Penelitian ini dimulai dengan mencari isolat bakteri yang mempunyai daya hambat
yang baik terhadap bakteri patogen dimaksud. Pada penelitian TAUFIQ &
ZAFRAN (1997) diperoleh 3 jenis bakteri yang merupakan bakteri dari genus
Vibrio. Ketiga bakteri tersebut setelah ditambahkan pada air pemeliharaan
selama 24 jam dan diujikan, ternyata mempunyai kemampuan menekan perkembangan
V. harveyi dan menurunkan patogenitasnya terhadap larva kepiting bakau. Selain
menggunakan bakteri lain, musuh alami atau kompetitor dapat berupa
fitoplankton. Pemanfaatan fitoplankton untuk menekan perkembangan V. harveyi
pada budidaya udang windu telah dilakukan oleh TAUFIQ dkk (1996). Penelitian
ini berupa penambahan 3 jenis fitoplankton yaitu Chaetoceros ceratospora,
Tetraselmis tetrathele dan Thalassiosira spp. pada media pemeliharaan
udang windu yang diinfeksi dengan kultur murni V. harveyi. Hasil menunjukkan
bahwa setelah inkubasi selama 24 jam pemanfaatan fitoplankton ini dapat
meningkatkan perkembangan larva. Chaetoceros ceratospora memperlihatkan
kemampuan yang lebih unggul dibandingkan 2 jenis fitoplankton lainnya.
YUNUS
dkk. (1998) telah melakukan penelitian mengenai pengaruh pemberian jenis
fitoplankton yang berbeda terhadap sintasan larva kepiting bakau (Scylla
serata).
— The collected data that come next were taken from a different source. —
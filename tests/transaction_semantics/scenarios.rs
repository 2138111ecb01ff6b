//! Basic operations and nested transaction walkthroughs

use crate::get;
use layerkv::TransactionalStore;

fn setup() -> TransactionalStore {
    TransactionalStore::new()
}

#[test]
fn test_basic_operations() {
    let mut kvs = setup();
    kvs.set("x", "10");
    assert_eq!(get(&kvs, "x").as_deref(), Some("10"));

    kvs.set("x", "20");
    assert_eq!(get(&kvs, "x").as_deref(), Some("20"));

    kvs.delete("x");
    assert_eq!(get(&kvs, "x"), None);
}

#[test]
fn test_commit_changes_persist() {
    let mut kvs = setup();
    kvs.begin();
    kvs.set("y", "50");
    assert_eq!(get(&kvs, "y").as_deref(), Some("50"));

    assert!(kvs.commit());
    assert_eq!(get(&kvs, "y").as_deref(), Some("50"));

    // Nothing left to roll back
    assert!(!kvs.rollback());
    assert_eq!(get(&kvs, "y").as_deref(), Some("50"));
}

#[test]
fn test_rollback_discards_changes() {
    let mut kvs = setup();
    kvs.begin();
    kvs.set("z", "30");
    assert_eq!(get(&kvs, "z").as_deref(), Some("30"));

    assert!(kvs.rollback());
    assert_eq!(get(&kvs, "z"), None);
}

#[test]
fn test_nested_transactions_merge() {
    let mut kvs = setup();
    kvs.begin();
    kvs.set("a", "5");
    assert_eq!(get(&kvs, "a").as_deref(), Some("5"));

    kvs.begin();
    kvs.set("a", "15");
    assert_eq!(get(&kvs, "a").as_deref(), Some("15"));

    assert!(kvs.commit()); // inner merges into outer
    assert_eq!(get(&kvs, "a").as_deref(), Some("15"));

    assert!(kvs.commit()); // outer merges into base
    assert_eq!(get(&kvs, "a").as_deref(), Some("15"));
}

#[test]
fn test_nested_transactions_rollback() {
    let mut kvs = setup();
    kvs.begin();
    kvs.set("b", "100");
    assert_eq!(get(&kvs, "b").as_deref(), Some("100"));

    kvs.begin();
    kvs.set("b", "200");
    assert_eq!(get(&kvs, "b").as_deref(), Some("200"));

    assert!(kvs.rollback());
    assert_eq!(get(&kvs, "b").as_deref(), Some("100"));

    assert!(kvs.commit());
    assert_eq!(get(&kvs, "b").as_deref(), Some("100"));
}

#[test]
fn test_delete_within_transaction_rolled_back() {
    let mut kvs = setup();
    kvs.set("c", "500");
    assert_eq!(get(&kvs, "c").as_deref(), Some("500"));

    kvs.begin();
    kvs.delete("c");
    assert_eq!(get(&kvs, "c"), None);

    assert!(kvs.rollback());
    assert_eq!(get(&kvs, "c").as_deref(), Some("500"));
}

#[test]
fn test_commit_delete() {
    let mut kvs = setup();
    kvs.set("d", "900");
    assert_eq!(get(&kvs, "d").as_deref(), Some("900"));

    kvs.begin();
    kvs.delete("d");
    assert_eq!(get(&kvs, "d"), None);

    assert!(kvs.commit());
    assert_eq!(get(&kvs, "d"), None);
    assert!(kvs.committed().get("d").is_none());
}

#[test]
fn test_rollback_with_no_transaction() {
    let mut kvs = setup();
    assert!(!kvs.rollback());
}

#[test]
fn test_commit_with_no_transaction() {
    let mut kvs = setup();
    assert!(!kvs.commit());
}

#[test]
fn test_rollback_does_not_affect_parent() {
    let mut kvs = setup();
    kvs.set("e", "1000");
    assert_eq!(get(&kvs, "e").as_deref(), Some("1000"));

    kvs.begin();
    kvs.set("e", "2000");
    assert_eq!(get(&kvs, "e").as_deref(), Some("2000"));

    kvs.begin();
    kvs.set("e", "3000");
    assert_eq!(get(&kvs, "e").as_deref(), Some("3000"));

    assert!(kvs.rollback());
    assert_eq!(get(&kvs, "e").as_deref(), Some("2000"));

    assert!(kvs.rollback());
    assert_eq!(get(&kvs, "e").as_deref(), Some("1000"));
}

#[test]
fn test_commit_matches_direct_application() {
    let mut direct = setup();
    let mut transacted = setup();
    for s in [&mut direct, &mut transacted] {
        s.set("keep", "1");
        s.set("drop", "2");
    }

    direct.set("keep", "changed");
    direct.delete("drop");
    direct.set("new", "3");

    transacted.begin();
    transacted.set("keep", "changed");
    transacted.delete("drop");
    transacted.set("new", "3");
    assert!(transacted.commit());

    assert_eq!(direct.snapshot(), transacted.snapshot());
    assert_eq!(direct.committed(), transacted.committed());
}
//! Lifecycle status of an args object.

use serde::{Deserialize, Serialize};

/// Where an args object is in its raise cycle.
///
/// Transitions only move forward, one step at a time:
/// `Unused -> UsingPreEvent -> UsedPreEvent -> UsingPostEvent -> UsedPostEvent`.
#[derive(
    Debug, Clone, Copy, PartialEq, Eq, Hash, PartialOrd, Ord, Serialize, Deserialize, Default,
)]
#[serde(rename_all = "snake_case")]
pub enum ArgsStatus {
    /// Not yet raised.
    #[default]
    Unused,
    /// Pre-event listeners are being invoked.
    UsingPreEvent,
    /// Pre-event phase finished; post-event listeners are pending.
    UsedPreEvent,
    /// Post-event listeners are being invoked.
    UsingPostEvent,
    /// Raise cycle complete.
    UsedPostEvent,
}

impl ArgsStatus {
    /// The status that follows this one, if any.
    pub fn next(self) -> Option<ArgsStatus> {
        match self {
            ArgsStatus::Unused => Some(ArgsStatus::UsingPreEvent),
            ArgsStatus::UsingPreEvent => Some(ArgsStatus::UsedPreEvent),
            ArgsStatus::UsedPreEvent => Some(ArgsStatus::UsingPostEvent),
            ArgsStatus::UsingPostEvent => Some(ArgsStatus::UsedPostEvent),
            ArgsStatus::UsedPostEvent => None,
        }
    }

    /// True once the pre-event phase has begun.
    pub fn is_started(self) -> bool {
        self != ArgsStatus::Unused
    }

    /// True once the whole raise cycle has completed.
    pub fn is_finished(self) -> bool {
        self == ArgsStatus::UsedPostEvent
    }
}
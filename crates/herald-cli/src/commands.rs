//! Command handlers for CLI subcommands.

use std::path::Path;

use herald_events::{DispatchConfig, PriorityBand};
use tracing::info;

use crate::cli::{Commands, Scenario};
use crate::scenarios;

/// Result type for command operations.
pub type Result<T> = std::result::Result<T, Box<dyn std::error::Error>>;

/// Loads the dispatch config from `path`, or from the environment.
pub fn load_config(path: Option<&Path>) -> Result<DispatchConfig> {
    match path {
        Some(path) => {
            info!(path = %path.display(), "loading dispatch config");
            Ok(DispatchConfig::from_file(path)?)
        }
        None => Ok(DispatchConfig::from_env()?),
    }
}

/// Execute a CLI command.
pub fn execute(command: Commands, config: &DispatchConfig) -> Result<()> {
    match command {
        Commands::Demo {
            scenario,
            cancel,
            shared,
        } => cmd_demo(config, scenario, cancel, shared),
        Commands::Config => cmd_config(config),
        Commands::Bands => cmd_bands(),
    }
}

fn cmd_demo(config: &DispatchConfig, scenario: Scenario, cancel: bool, shared: bool) -> Result<()> {
    let lines = match scenario {
        Scenario::WorldSave => scenarios::world_save(config, cancel)?,
        Scenario::Alongside => scenarios::alongside(config, cancel, shared)?,
    };
    for line in lines {
        println!("{}", line);
    }
    Ok(())
}

fn cmd_config(config: &DispatchConfig) -> Result<()> {
    println!("{}", serde_json::to_string_pretty(config)?);
    Ok(())
}

fn cmd_bands() -> Result<()> {
    for band in PriorityBand::all() {
        println!("{:<10} {:>6}", format!("{:?}", band), band.as_value());
    }
    Ok(())
}
impl<S> PartialEq for ArgsRef<S> {
    fn eq(&self, other: &Self) -> bool {
        self.core.id == other.core.id
    }
}

impl<S> Eq for ArgsRef<S> {}

impl<S: 'static> fmt::Debug for ArgsRef<S> {
    fn fmt(&self, f: &mut fmt::Formatter<'_>) -> fmt::Result {
        f.debug_struct("ArgsRef")
            .field("id", self.core.id())
            .field("status", &self.core.status())
            .field("owning_event", &self.core.owning_event())
            .finish()
    }
}
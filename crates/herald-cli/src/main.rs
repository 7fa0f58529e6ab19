//! Herald CLI entry point.

use clap::Parser;
use tracing_subscriber::{fmt, EnvFilter};

use herald_cli::cli::Cli;
use herald_cli::commands;

fn main() {
    // Load .env.local if it exists (for HERALD_* overrides)
    let _ = dotenvy::from_filename(".env.local");

    let cli = Cli::parse();

    let filter = EnvFilter::try_from_default_env()
        .unwrap_or_else(|_| EnvFilter::new(cli.log_level().to_string()));

    fmt().with_env_filter(filter).with_target(false).init();

    let result = commands::load_config(cli.config.as_deref())
        .and_then(|config| commands::execute(cli.command, &config));

    if let Err(e) = result {
        eprintln!("Error: {}", e);
        std::process::exit(1);
    }
}
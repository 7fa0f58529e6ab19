//! Listener trait.

use std::sync::Arc;

use herald_models::Priority;

use crate::args::EventArgs;
use crate::error::ListenerError;
use crate::registry::{Slot, Target};

/// Something that reacts to an event raised by a sender of type `S` with a
/// payload of type `P`.
///
/// Any `Fn(&S, &EventArgs<S, P>) -> Result<(), ListenerError>` closure is a
/// listener. A listener's identity is its `Arc` allocation: registering the
/// same `Arc` twice updates the existing registration instead of adding a
/// second one.
pub trait Listener<S, P>: Send + Sync {
    /// Called once per raise, in priority order.
    fn on_event(&self, sender: &S, args: &EventArgs<S, P>) -> Result<(), ListenerError>;
}

impl<S, P, F> Listener<S, P> for F
where
    F: Fn(&S, &EventArgs<S, P>) -> Result<(), ListenerError> + Send + Sync,
{
    fn on_event(&self, sender: &S, args: &EventArgs<S, P>) -> Result<(), ListenerError> {
        self(sender, args)
    }
}

/// Shared listener handle, as stored by an [`Event`](crate::Event).
pub type ListenerRef<S, P> = Arc<dyn Listener<S, P>>;

/// Identity of a listener allocation.
pub(crate) fn listener_key<S, P>(listener: &ListenerRef<S, P>) -> usize {
    Arc::as_ptr(listener) as *const () as usize
}

/// Registration-table entry for a listener.
pub(crate) struct ListenerSlot<S, P> {
    pub(crate) key: usize,
    pub(crate) listener: Target<dyn Listener<S, P>>,
    pub(crate) priority: Priority,
}

impl<S, P> Clone for ListenerSlot<S, P> {
    fn clone(&self) -> Self {
        Self {
            key: self.key,
            listener: self.listener.clone(),
            priority: self.priority,
        }
    }
}

impl<S, P> Slot for ListenerSlot<S, P> {
    type Key = usize;

    fn key(&self) -> &usize {
        &self.key
    }

    fn is_live(&self) -> bool {
        self.listener.is_live()
    }
}
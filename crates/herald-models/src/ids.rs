//! Identifiers for events and args objects.
//!
//! Both are opaque strings. Equality is the only meaningful operation; the
//! prefix just makes log lines easier to read.

use serde::{Deserialize, Serialize};
use std::fmt;
use uuid::Uuid;

/// Declares an opaque, prefixed identifier minted from a v4 UUID.
macro_rules! define_id {
    ($name:ident, $prefix:literal) => {
        #[derive(Debug, Clone, PartialEq, Eq, Hash, PartialOrd, Ord, Serialize, Deserialize)]
        #[serde(transparent)]
        pub struct $name(String);

        impl $name {
            /// Mints a fresh identifier.
            pub fn new() -> Self {
                Self(format!("{}-{}", $prefix, Uuid::new_v4()))
            }

            pub fn as_str(&self) -> &str {
                &self.0
            }
        }

        impl Default for $name {
            fn default() -> Self {
                Self::new()
            }
        }

        impl fmt::Display for $name {
            fn fmt(&self, f: &mut fmt::Formatter<'_>) -> fmt::Result {
                f.write_str(&self.0)
            }
        }

        impl From<&str> for $name {
            fn from(s: &str) -> Self {
                Self(s.to_string())
            }
        }
    };
}

define_id!(EventId, "evt");
define_id!(ArgsId, "args");

#[cfg(test)]
mod tests {
    use super::*;

    #[test]
    fn test_event_id_prefix() {
        let id = EventId::new();
        assert!(id.as_str().starts_with("evt-"));
    }

    #[test]
    fn test_args_id_prefix() {
        let id = ArgsId::new();
        assert!(id.as_str().starts_with("args-"));
    }

    #[test]
    fn test_ids_are_unique() {
        assert_ne!(EventId::new(), EventId::new());
        assert_ne!(ArgsId::new(), ArgsId::new());
    }

    #[test]
    fn test_id_serializes_transparently() {
        let id = EventId::from("evt-world-saved");
        let json = serde_json::to_string(&id).unwrap();
        assert_eq!(json, "\"evt-world-saved\"");
    }
}
//! Demo scenarios.
//!
//! Each scenario wires a few events together, raises them, and returns a
//! transcript of what every listener observed.

use std::sync::{Arc, Mutex};

use herald_events::{DispatchConfig, Event, EventArgs, PriorityBand};
use tracing::{info, warn};

use crate::commands::Result;

/// The sender every demo event is raised by.
#[derive(Debug, Clone)]
pub struct Server {
    pub name: String,
}

impl Server {
    pub fn new(name: impl Into<String>) -> Self {
        Self { name: name.into() }
    }
}

/// Lines written by listeners while a scenario runs.
#[derive(Debug, Clone, Default)]
pub struct Transcript {
    lines: Arc<Mutex<Vec<String>>>,
}

impl Transcript {
    pub fn push(&self, line: impl Into<String>) {
        if let Ok(mut lines) = self.lines.lock() {
            lines.push(line.into());
        }
    }

    pub fn lines(&self) -> Vec<String> {
        self.lines.lock().map(|l| l.clone()).unwrap_or_default()
    }
}

#[derive(Debug, Clone)]
pub struct WorldSave {
    pub world: String,
    pub chunks: usize,
}

#[derive(Debug, Clone)]
pub struct ChunkBatch {
    pub world: String,
    pub count: usize,
}

#[derive(Debug, Clone)]
pub struct RegionFlush {
    pub regions: usize,
}

const CHUNKS_PER_REGION: usize = 32;

/// Reads the source args inside a derive closure, which cannot fail.
fn read_or_default<P, R: Default>(args: &EventArgs<Server, P>, f: impl FnOnce(&P) -> R) -> R {
    match args.read(f) {
        Ok(value) => value,
        Err(e) => {
            warn!(args = %args.id(), error = %e, "could not read source args, deriving from defaults");
            R::default()
        }
    }
}

/// Saves a world: `world-save` fans out into `chunk-save`, which fans out
/// into `region-flush`. The post-event listener reports the outcome.
pub fn world_save(config: &DispatchConfig, cancel: bool) -> Result<Vec<String>> {
    let transcript = Transcript::default();

    let save: Event<Server, WorldSave> = Event::with_config("world-save", config.clone());
    let chunks: Event<Server, ChunkBatch> = Event::with_config("chunk-save", config.clone());
    let regions: Event<Server, RegionFlush> = Event::with_config("region-flush", config.clone());

    save.register_dependent(&chunks, |_, args: &EventArgs<Server, WorldSave>| {
        let (world, count) = read_or_default(args, |s| (s.world.clone(), s.chunks));
        EventArgs::new(ChunkBatch { world, count })
    })?;
    chunks.register_dependent(&regions, |_, args: &EventArgs<Server, ChunkBatch>| {
        let count = read_or_default(args, |b| b.count);
        EventArgs::new(RegionFlush {
            regions: count.div_ceil(CHUNKS_PER_REGION),
        })
    })?;

    let t = transcript.clone();
    save.listen(PriorityBand::Normal, move |server: &Server, args: &EventArgs<Server, WorldSave>| {
        let world = args.read(|s| s.world.clone())?;
        t.push(format!("[{}] preparing save of {}", server.name, world));
        if cancel {
            t.push("save vetoed: world is locked".to_string());
            args.set_cancelled(true)?;
        }
        Ok(())
    })?;

    let t = transcript.clone();
    chunks.listen(PriorityBand::High, move |_: &Server, args: &EventArgs<Server, ChunkBatch>| {
        let (world, count) = args.read(|b| (b.world.clone(), b.count))?;
        if args.is_cancelled() {
            t.push(format!("skipping {} chunks of {}", count, world));
        } else {
            t.push(format!("writing {} chunks of {}", count, world));
        }
        Ok(())
    })?;

    let t = transcript.clone();
    regions.listen(PriorityBand::Highest, move |_: &Server, args: &EventArgs<Server, RegionFlush>| {
        if !args.is_cancelled() {
            let regions = args.read(|r| r.regions)?;
            t.push(format!("flushing {} region files", regions));
        }
        Ok(())
    })?;

    let t = transcript.clone();
    save.listen(PriorityBand::Monitor, move |_: &Server, args: &EventArgs<Server, WorldSave>| {
        t.push(format!(
            "monitor: cancelled={} mutable={}",
            args.is_cancelled(),
            args.is_mutable()
        ));
        Ok(())
    })?;

    let t = transcript.clone();
    save.listen(PriorityBand::Post, move |_: &Server, args: &EventArgs<Server, WorldSave>| {
        let world = args.read(|s| s.world.clone())?;
        if args.is_cancelled() {
            t.push(format!("save of {} was cancelled", world));
        } else {
            t.push(format!("{} saved", world));
        }
        Ok(())
    })?;

    let server = Server::new("survival-1");
    let args = EventArgs::new(WorldSave {
        world: "overworld".to_string(),
        chunks: 80,
    });

    info!(world = "overworld", cancel, "running world-save demo");
    save.raise(&server, &args)?;
    transcript.push(format!("-- pre-event done ({:?})", args.status()));
    save.raise_post_event(&server, &args)?;
    transcript.push(format!("-- post-event done ({:?})", args.status()));

    Ok(transcript.lines())
}

#[derive(Debug, Clone)]
pub struct BlockBreak {
    pub x: i32,
    pub y: i32,
    pub z: i32,
}

#[derive(Debug, Clone)]
pub struct ItemDrop {
    pub item: String,
    pub count: u32,
}

/// Breaks a block and drops its item as one merged raise.
///
/// A protection listener on the block event may cancel it. With `shared`,
/// the item drop sees that cancellation too.
pub fn alongside(config: &DispatchConfig, cancel: bool, shared: bool) -> Result<Vec<String>> {
    let transcript = Transcript::default();

    let blocks: Event<Server, BlockBreak> = Event::with_config("block-break", config.clone());
    let drops: Event<Server, ItemDrop> = Event::with_config("item-drop", config.clone());

    let t = transcript.clone();
    blocks.listen(PriorityBand::High, move |_: &Server, args: &EventArgs<Server, BlockBreak>| {
        let (x, y, z) = args.read(|b| (b.x, b.y, b.z))?;
        t.push(format!("protection check at {},{},{}", x, y, z));
        if cancel {
            t.push("block is protected".to_string());
            args.set_cancelled(true)?;
        }
        Ok(())
    })?;

    let t = transcript.clone();
    drops.listen(PriorityBand::Highest, move |_: &Server, args: &EventArgs<Server, ItemDrop>| {
        let (item, count) = args.read(|d| (d.item.clone(), d.count))?;
        if args.is_cancelled() {
            t.push(format!("drop of {} x{} suppressed", item, count));
        } else {
            t.push(format!("dropping {} x{}", item, count));
        }
        Ok(())
    })?;

    let t = transcript.clone();
    blocks.listen(PriorityBand::Post, move |_: &Server, args: &EventArgs<Server, BlockBreak>| {
        t.push(format!("block break cancelled={}", args.is_cancelled()));
        Ok(())
    })?;

    let t = transcript.clone();
    drops.listen(PriorityBand::Post, move |_: &Server, args: &EventArgs<Server, ItemDrop>| {
        t.push(format!("item drop cancelled={}", args.is_cancelled()));
        Ok(())
    })?;

    let server = Server::new("survival-1");
    let block_args = EventArgs::new(BlockBreak { x: 12, y: 64, z: -3 });
    let drop_args = EventArgs::new(ItemDrop {
        item: "cobblestone".to_string(),
        count: 1,
    });
    let others = [drops.participant(&drop_args)];

    info!(cancel, shared, "running alongside demo");
    blocks.raise_alongside(&server, &block_args, &others, shared)?;
    blocks.raise_post_event_alongside(&server, &block_args, &others, shared)?;

    Ok(transcript.lines())
}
Penelitian ini bertujuan untuk mendapatkan jenis fitoplankton yang
sesuai untuk pemeliharaan larva kepiting bakau pada masa stadia awal. Jenis
fitoplankton yang digunakan adalah Nannochloropsis spp., Tetraselmis spp. dan
Chaetoceros spp. Hasil yang diperoleh menunjukkan bahwa Chaetoceros spp. dan
Nannochloropsis spp. mempunyai kemampuan yang lebih tinggi dibandingkan
Tetraselmis spp., yaitu masing-masing 17,67 %, 16,00 % dan 4,00 %. Oleh karena
itu Chaetoceros spp. dan Nannochloropsis spp. merupakan jenis fitoplankton yang
sesuai untuk pemeliharaan larva kepiting bakau pada stadia awal.
Selain
itu, penggunaan kerangkerangan sebagai biofilter terhadap kelimpahan dan
komposisi jenis bakteri pada budidaya udang windu (Peneaus monodon) dengan
sistem resirkulasi air telah dilakukan oleh MULIANI dkk. (1998b). Penelitian
tersebut dimaksudkan untuk melihat pengaruh penggunaan kerang-kerangan terhadap
komposisi jenis dan kelimpahan bakteri pada pemeliharaan udang windu (Peneaus
monodon) dengan sistem resirkulasi air. Udang windu yang digunakan adalah
ukuran pascalarva sebanyak 100 individu / bak, sebagai hewan uji. Kerang yang digunakan
adalah kerang hijau (Perna viridis), tiram (Crassostrea iredalei) dan kerang
bakau (Geloina coaxan), masing-masing sebanyak 250 gram bobot daging sebagai
biofilter. Dari hasil penelitian yang dilakukan memberi gambaran bahwa
kandungan jumlah bakteri dalam wadah pemeliharaan terendah adalah pada
perlakuan yang menggunakan tiram sebagai biofilter, kemudian kerang bakau, dan
yang terakhir adalah kerang hijau dan kontrol (U2 < U3 < U1 < Uk).
Kualitas mikrobiologis air laut yang diresirkulasi sama dengan air laut baru
yang tidak diresirkulasi. Hasil identifikasi terhadap komposisi jenis bakteri
pada semua
perlakuan relatif sama yaitu Acinetobacter spp., Aeromonas spp., Bacillus spp.,
Enterobacteriaceae, Flavobacterium spp., Micrococcus spp., Pseudomonas spp.,
Staphylococcus spp. dan Vibrio spp.
KESIMPULAN
1. Bakteri
yang dapat menyebabkan penyakit pada budidaya krustasea terdiri dari Vibrio
spp., Aeromonas spp., Salmonella spp., dan bakteri lainnya, seperti Shigella
spp., Pseudomonas spp., Citrobacter spp., Yersinia spp. dan Proteus spp.,
termasuk Leucothrix sp.
2. Penyakit
bakterial pada budidaya krustasea dapat dikendalikan/ditanggulangi menggunakan
cara kimia, fisika dan biologis.
3. Pemilihan
teknik penanggulangan penyakit tersebut disesuaikan dengan kondisi lingkungan,
teknik pemeliharaan dan kemampuan finansial yang ada.